The appearance of a woman full of femininity shakes the man who is full of virility and the other way around. At the level of a crush, which blooms in adolescence, strengthens and matures in youth, and overcomes aging if preserved and cultivated; yet, it is lower in those who defile it. Its function is to distance the teenager from himself, no deep bonds are born between the partners.

It is the next step with respect to the physiological level: emotional involvement comes into play here. It is the discovery of the beauty and charm of the other. The woman strikes, excites the man, and the other way around: the person is pushed to break away from him/herself, as the beloved is recognized other than the Self.

The meaning of the erotic stage is not the one given to pornography, which indicates the degradation of humanity; in this case, the two feel shaken by something beautiful and attractive, in mutual respect. The so-called crush happens, the person becomes like the other’s prisoner. The desire to be liked by the beloved to obtain their affection and esteem. At this stage, the utilitarian dimension, like the physiological, is no longer the dominant; the partner is no longer merely a tool to be used. What matter is to receive affection. The aim of giving is to receive and tension may weaken a person’s inner freedom and strain towards values. The two complement each other; each one needs the other. This level alone is not enough, it must evolve.

When there is a crush, there are many dangers that may prevent the subject from meeting the other’s self, but they remain moved, fascinated, caught, and you have to wait for the crush to pass, for the two of them to become part of a conscious relationship, conscious and rational, and then begin to build something.
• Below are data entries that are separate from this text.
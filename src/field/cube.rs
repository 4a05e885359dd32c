//! Owned spectral-line cube stored spectral axis first: `(channel, y, x)`.
use serde::{Deserialize, Serialize};

use super::map::Map2;
use crate::error::{Result, StatError};

#[derive(Clone, Debug, PartialEq, Serialize, Deserialize)]
pub struct Cube {
    pub nchan: usize,
    pub h: usize,
    pub w: usize,
    #[serde(deserialize_with = "crate::field::io::nan_as_null::vec")]
    pub data: Vec<f64>,
}

impl Cube {
    pub fn new(nchan: usize, h: usize, w: usize) -> Self {
        Self {
            nchan,
            h,
            w,
            data: vec![0.0; nchan * h * w],
        }
    }

    pub fn from_vec(nchan: usize, h: usize, w: usize, data: Vec<f64>) -> Result<Self> {
        if data.len() != nchan * h * w {
            return Err(StatError::ShapeMismatch {
                expected: vec![nchan, h, w],
                found: vec![data.len()],
            });
        }
        Ok(Self { nchan, h, w, data })
    }

    pub fn shape(&self) -> [usize; 3] {
        [self.nchan, self.h, self.w]
    }

    #[inline]
    pub fn idx(&self, c: usize, x: usize, y: usize) -> usize {
        (c * self.h + y) * self.w + x
    }

    #[inline]
    pub fn get(&self, c: usize, x: usize, y: usize) -> f64 {
        self.data[self.idx(c, x, y)]
    }

    #[inline]
    pub fn set(&mut self, c: usize, x: usize, y: usize, v: f64) {
        let i = self.idx(c, x, y);
        self.data[i] = v;
    }

    pub fn channel_slice(&self, c: usize) -> &[f64] {
        let plane = self.h * self.w;
        &self.data[c * plane..(c + 1) * plane]
    }

    /// Copy one spectral channel out as a map.
    pub fn channel(&self, c: usize) -> Map2 {
        Map2 {
            w: self.w,
            h: self.h,
            data: self.channel_slice(c).to_vec(),
        }
    }

    /// Average groups of `factor` adjacent channels.
    ///
    /// A trailing group shorter than `factor` is dropped. NaNs propagate into
    /// the averaged channel.
    pub fn rebin_spectral(&self, factor: usize) -> Result<Cube> {
        if factor == 0 {
            return Err(StatError::invalid("factor", "must be at least 1"));
        }
        let nchan = self.nchan / factor;
        if nchan == 0 {
            return Err(StatError::InsufficientData {
                context: "spectral rebinning",
                needed: factor,
                found: self.nchan,
            });
        }
        let plane = self.h * self.w;
        let mut out = Cube::new(nchan, self.h, self.w);
        let scale = 1.0 / factor as f64;
        for c in 0..nchan {
            let dst = &mut out.data[c * plane..(c + 1) * plane];
            for k in 0..factor {
                let src = self.channel_slice(c * factor + k);
                for (d, s) in dst.iter_mut().zip(src) {
                    *d += s * scale;
                }
            }
        }
        Ok(out)
    }

    /// Sum along the spectral axis (NaNs skipped).
    pub fn integrate_spectral(&self) -> Map2 {
        let mut out = Map2::new(self.w, self.h);
        for c in 0..self.nchan {
            for (d, s) in out.data.iter_mut().zip(self.channel_slice(c)) {
                if s.is_finite() {
                    *d += s;
                }
            }
        }
        out
    }
}

#[cfg(test)]
mod tests {
    use super::*;

    #[test]
    fn rebin_halves_channel_count() {
        let mut cube = Cube::new(5, 1, 2);
        for c in 0..5 {
            cube.set(c, 0, 0, c as f64);
            cube.set(c, 1, 0, 1.0);
        }
        let binned = cube.rebin_spectral(2).unwrap();
        assert_eq!(binned.nchan, 2);
        assert_eq!(binned.get(0, 0, 0), 0.5);
        assert_eq!(binned.get(1, 0, 0), 2.5);
        assert_eq!(binned.get(1, 1, 0), 1.0);
    }

    #[test]
    fn rebin_rejects_zero_factor() {
        let cube = Cube::new(4, 2, 2);
        assert!(cube.rebin_spectral(0).is_err());
    }
}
We might say that this level corresponds to Erikson’s fifth developmental stage, because it touches the issue of identity and inner journey to become fully ourselves. What are the elements that help us to move from the initial fascination to a journey of learning to know each other, that is, from a crash to a love relationship? Father Benzi offers some advice to those who want to build love:

  • you must not be worried about keeping the other next to you, because when you are full of concern of losing the other, it is easy not to be sincere, you enter a state of anxiety that distorts the simplicity of the relationship;
  • if the Lord calls you, certainly you will go forward with him or her, but it could be also something else;
  • be honest and straightforward, show yourself for who you are, without wearing masks to be acceptable to the other;
  • take care of yourself, but do not be concerned about outward beauty too much, every person has their own beauty, God cannot have created bad things;
  • be full of charity care, sincerity, but not in order to please the other, because this way you sell yourself, you prostitute yourself, but because God calls you to be a complete, perfect, and full person;
  • “be perfect like your Father in heaven” (Mt 5, 48); take this opportunity to work more inside yourself, to build yourself better, to be all good without evil, it is a step closer to sainthood;
  • the essential condition is not to worry about the way you appear, but to be more and more yourself, in inner growth, in great freedom and simplicity, not to keep him or her, but because this is the right thing to do, it is an opportunity to explode in life.

Thus the other will feel free. In fact, when the partner feels possessed, as it were, and feels that you are afraid of losing them, it is precisely when your fears come true. Of course, it is understandable that this fear may exist, especially in the first steps towards love, but it does not determine actions and choices, which must be guided by authenticity.